A Government Accountability Office report on the Treasury Department’s role in shaping the market for cybersecurity insurance is expected next spring.
The Government Accountability Office expressed support for the Treasury Department expanding the amount of information it collects from insurance providers regarding cybersecurity claims under a program that allows the government to assist with payouts to policyholders in the case of a catastrophic event.
Treasury’s Federal Insurance Office on Friday issued a Federal Register notice seeking comment on new cybersecurity worksheets participants must submit under the Terrorism Risk Insurance Program. TRIP was created under statute to help insurance companies remain viable after the attacks of 9/11 when it was difficult to find companies willing to bear the risk of such losses going forward.
“As GAO has reported before, obtaining complete information about cyber insurance and losses has been a persistent problem in overseeing the Terrorism Risk Insurance Program (TRIP),” John Pendleton, director of financial markets and community investment for GAO told Nextgov. “Gathering additional data about coverages and losses—including to ransomware—would help assess the adequacy of TRIP so this effort is a step in the right direction.”
Cybersecurity insurance has long been seen as a non-regulatory, market-based way to improve the defenses of private sector entities. But it has also been controversial amid ambiguous policy definitions, and a lack of data to inform sound pricing schemes. The rise of ransomware brought more attention to the industry as some policy makers expressed concern payouts from insurance companies were providing an unhelpful incentive to malicious actors. But as perpetrators asked for higher and higher ransoms, the insurance industry also seemed to welcome the government’s involvement toward producing better actuarial models.
“Without comprehensive, high-quality data on cyber losses, it can be difficult to estimate potential losses from cyberattacks and price policies accordingly,” reads the report GAO released in May under the National Defense Authorization Act of 2021. “Some industry participants said federal and state governments and industry could collaborate to collect and share incident data to assess risk and develop cyber insurance products.”

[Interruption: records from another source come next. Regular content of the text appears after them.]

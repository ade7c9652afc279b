//! Response types for the promotional-offers `specials` endpoint.
//!
//! ## Observed shape
//!
//! The endpoint answers `GET {endpoint}?zipCode=<code>` with a JSON object
//! whose `Offers` key holds an array of PascalCase records. Regions with no
//! running promotions sometimes omit `Offers` entirely instead of sending
//! `[]`, so the array defaults to empty.
//!
//! ### Scalar types
//! The feed is not consistent about scalar types: `ModelYear` shows up as
//! `2024` and as `"2024"`, `Id` may be numeric, and `IsFeatured` has been
//! seen as `true`, `"true"`, and `1`. Every field is therefore modelled as
//! `Option<_>` and decoded leniently; normalization decides the defaults.
//!
//! Unknown keys are ignored.

use serde::{Deserialize, Deserializer, Serialize};
use serde_json::Value;

/// Top-level response from the `specials` endpoint.
#[derive(Debug, Default, Deserialize)]
pub struct OffersResponse {
    #[serde(rename = "Offers", default)]
    pub offers: Vec<RawOffer>,
}

/// One offer exactly as the endpoint returned it, before normalization.
#[derive(Debug, Clone, Default, PartialEq, Eq, Deserialize, Serialize)]
#[serde(rename_all = "PascalCase")]
pub struct RawOffer {
    #[serde(default, deserialize_with = "lenient_string")]
    pub id: Option<String>,

    #[serde(default, deserialize_with = "lenient_string")]
    pub model_year: Option<String>,

    #[serde(default, deserialize_with = "lenient_string")]
    pub start_date: Option<String>,

    #[serde(default, deserialize_with = "lenient_string")]
    pub end_date: Option<String>,

    #[serde(default, deserialize_with = "lenient_bool")]
    pub is_featured: Option<bool>,

    #[serde(default, deserialize_with = "lenient_string")]
    pub sales_program_name: Option<String>,

    /// Drives the derived `tab` column.
    #[serde(default, deserialize_with = "lenient_string")]
    pub sales_program_type: Option<String>,

    #[serde(default, deserialize_with = "lenient_string")]
    pub model_group_name: Option<String>,

    #[serde(default, deserialize_with = "lenient_string")]
    pub photo_url: Option<String>,

    #[serde(default, deserialize_with = "lenient_string")]
    pub description: Option<String>,

    #[serde(default, deserialize_with = "lenient_string")]
    pub series_item_name: Option<String>,
}

/// Accepts a string, number, or bool and renders it as a string. `null`
/// becomes `None`; arrays and objects are kept as their JSON text.
fn lenient_string<'de, D>(deserializer: D) -> Result<Option<String>, D::Error>
where
    D: Deserializer<'de>,
{
    let value = Option::<Value>::deserialize(deserializer)?;
    Ok(value.and_then(|v| match v {
        Value::Null => None,
        Value::String(s) => Some(s),
        Value::Number(n) => Some(n.to_string()),
        Value::Bool(b) => Some(b.to_string()),
        other => Some(other.to_string()),
    }))
}

/// Accepts `true`/`false`, `"true"`/`"false"` (any case, also `"1"`/`"0"`,
/// `"yes"`/`"no"`), or a number (non-zero is true). Anything else is `None`.
fn lenient_bool<'de, D>(deserializer: D) -> Result<Option<bool>, D::Error>
where
    D: Deserializer<'de>,
{
    let value = Option::<Value>::deserialize(deserializer)?;
    Ok(value.and_then(|v| match v {
        Value::Bool(b) => Some(b),
        Value::Number(n) => n.as_f64().map(|f| f != 0.0),
        Value::String(s) => match s.trim().to_ascii_lowercase().as_str() {
            "true" | "1" | "yes" => Some(true),
            "false" | "0" | "no" | "" => Some(false),
            _ => None,
        },
        _ => None,
    }))
}
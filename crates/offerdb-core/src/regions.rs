use serde::{Deserialize, Serialize};

use crate::CoreError;

/// Matches the `VARCHAR(20)` column in `region_codes`.
pub const MAX_REGION_CODE_LEN: usize = 20;

/// Identifier of a geographic ingestion target, e.g. a US zip code `"97230"`.
///
/// Used both as the `zipCode` query value sent to the offers endpoint and as
/// the partition key for stored offers. The registry owns these; the
/// ingestion pipeline only ever reads them.
#[derive(Debug, Clone, PartialEq, Eq, Hash, PartialOrd, Ord, Serialize, Deserialize)]
#[serde(transparent)]
pub struct RegionCode(String);

impl RegionCode {
    /// Parses a region code, trimming surrounding whitespace.
    ///
    /// # Errors
    ///
    /// Returns [`CoreError::InvalidRegionCode`] if the code is empty, longer
    /// than [`MAX_REGION_CODE_LEN`], or contains whitespace or control
    /// characters.
    pub fn parse(raw: &str) -> Result<Self, CoreError> {
        let code = raw.trim();
        let invalid = |reason| CoreError::InvalidRegionCode {
            code: raw.to_string(),
            reason,
        };

        if code.is_empty() {
            return Err(invalid("must not be empty"));
        }
        if code.chars().count() > MAX_REGION_CODE_LEN {
            return Err(invalid("longer than 20 characters"));
        }
        if code.chars().any(|c| c.is_whitespace() || c.is_control()) {
            return Err(invalid("contains whitespace or control characters"));
        }

        Ok(Self(code.to_string()))
    }

    #[must_use]
    pub fn as_str(&self) -> &str {
        &self.0
    }

    /// Key of this region's entry in the marker store.
    #[must_use]
    pub fn marker_key(&self) -> String {
        format!("{}__last_update", self.0)
    }
}

impl std::fmt::Display for RegionCode {
    fn fmt(&self, f: &mut std::fmt::Formatter<'_>) -> std::fmt::Result {
        f.write_str(&self.0)
    }
}

impl std::str::FromStr for RegionCode {
    type Err = CoreError;

    fn from_str(s: &str) -> Result<Self, Self::Err> {
        Self::parse(s)
    }
}

impl AsRef<str> for RegionCode {
    fn as_ref(&self) -> &str {
        &self.0
    }
}
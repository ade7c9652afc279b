//! Per-region ingestion: fetch, normalize, replace, mark.

use std::sync::Arc;
use std::time::Duration;

use chrono::{DateTime, Utc};
use offerdb_core::RegionCode;
use offerdb_fetcher::normalize_offers;

use crate::error::IngestionError;
use crate::ports::{MarkerStore, OfferSource, OfferStore};

/// Whether a region had been ingested before this write.
///
/// The write itself is the same region-scoped replace-set either way.
#[derive(Debug, Clone, Copy, PartialEq, Eq)]
pub enum WriteMode {
    /// No marker existed.
    Initial,
    /// A marker existed; previous rows for the region were replaced.
    Refresh,
}

impl WriteMode {
    #[must_use]
    pub fn as_str(self) -> &'static str {
        match self {
            Self::Initial => "initial",
            Self::Refresh => "refresh",
        }
    }
}

#[derive(Debug, Clone, PartialEq, Eq)]
pub struct RegionReport {
    pub region: RegionCode,
    pub offers_written: u64,
    pub mode: WriteMode,
    /// Marker value read before the write.
    pub previous_update: Option<DateTime<Utc>>,
}

/// Runs the ingestion steps for one region at a time.
///
/// Steps are strictly sequential within a region. The marker is only set
/// after the offers are durably written, so a failed write is retried in
/// full on the next run.
pub struct IngestionCoordinator {
    source: Arc<dyn OfferSource>,
    store: Arc<dyn OfferStore>,
    markers: Arc<dyn MarkerStore>,
    region_timeout: Option<Duration>,
}

impl IngestionCoordinator {
    #[must_use]
    pub fn new(
        source: Arc<dyn OfferSource>,
        store: Arc<dyn OfferStore>,
        markers: Arc<dyn MarkerStore>,
    ) -> Self {
        Self {
            source,
            store,
            markers,
            region_timeout: None,
        }
    }

    /// Bounds each `ingest_region` call. `None` waits indefinitely.
    #[must_use]
    pub fn with_region_timeout(mut self, timeout: Option<Duration>) -> Self {
        self.region_timeout = timeout;
        self
    }

    /// Ingests the current offers of `region`.
    ///
    /// # Errors
    ///
    /// - [`IngestionError::FetchFailed`]: nothing was written.
    /// - [`IngestionError::MarkerRead`]: nothing was written.
    /// - [`IngestionError::StoreWrite`]: the previous offers remain; marker untouched.
    /// - [`IngestionError::MarkerWrite`]: offers replaced, marker stale.
    /// - [`IngestionError::TimedOut`]: the region deadline elapsed. Any
    ///   in-flight store transaction is dropped and rolled back.
    pub async fn ingest_region(&self, region: &RegionCode) -> Result<RegionReport, IngestionError> {
        let Some(limit) = self.region_timeout else {
            return self.run_region(region).await;
        };

        tokio::time::timeout(limit, self.run_region(region))
            .await
            .map_err(|_| IngestionError::TimedOut {
                region: region.clone(),
                timeout_secs: limit.as_secs(),
            })?
    }

    async fn run_region(&self, region: &RegionCode) -> Result<RegionReport, IngestionError> {
        let raw = self
            .source
            .fetch_offers(region)
            .await
            .map_err(|source| IngestionError::FetchFailed {
                region: region.clone(),
                source,
            })?;

        let offers = normalize_offers(raw, region, Utc::now());

        let previous_update =
            self.markers
                .get(region)
                .await
                .map_err(|source| IngestionError::MarkerRead {
                    region: region.clone(),
                    source,
                })?;
        let mode = if previous_update.is_some() {
            WriteMode::Refresh
        } else {
            WriteMode::Initial
        };

        let offers_written = self
            .store
            .replace_region(region, &offers)
            .await
            .map_err(|source| IngestionError::StoreWrite {
                region: region.clone(),
                source,
            })?;

        self.markers
            .set(region, Utc::now())
            .await
            .map_err(|source| IngestionError::MarkerWrite {
                region: region.clone(),
                source,
            })?;

        tracing::debug!(
            region = %region,
            offers_written,
            mode = mode.as_str(),
            "region ingested"
        );

        Ok(RegionReport {
            region: region.clone(),
            offers_written,
            mode,
            previous_update,
        })
    }
}

#[cfg(test)]
#[path = "coordinator_test.rs"]
mod tests;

In that report, GAO teased coming work specifically around TRIP.
“Our broader review of TRIP is ongoing and we anticipate completing our report in the spring of 2022,” Pendleton said.
Treasury is navigating a narrow course between trying to work with insurers to gather data on ransomware payments and warning insurance companies and other financial third parties that they run the risk of violating sanctions by making such payments—due to the probability of attacks being sponsored by adversarial regimes like North Korea and Iran.
”The cyber insurance market continues to grow and evolve, and cyber-related losses (particularly with regard to ransomware) have increased significantly over the past few years,” reads Treasury’s request for comment. “In view of recent market developments and the important role of cyber insurance in the Program, Treasury would like to obtain more detailed information relating to the availability and affordability of such coverage in the market.”
Treasury noted that states, which are responsible for regulating the insurance industry, will also separately seek comment on the proposal through the National Association of Insurance Commissioners.
Comments to Treasury are due within 60 days of the notice being published.
And one cyber insurance company—Resilience, which was among those present at a White House event this summer with representatives from industries the administration considers crucial to advancing cybersecurity—is already weighing in.
“This proposal could enable both insurers, as well as the federal government, to obtain a better understanding of insurance coverage for cyber threats, across businesses of all sizes,” Amy Chang, head of risk and response at Resilience, told Nextgov. “To the extent that aggregated data and trends become public, it would provide the insurance market with useful context on cyber insurance solutions and claims data. Ultimately, insurers can use this data to better respond to the continuous evolution of those threats and provide more refined and protective solutions to American businesses."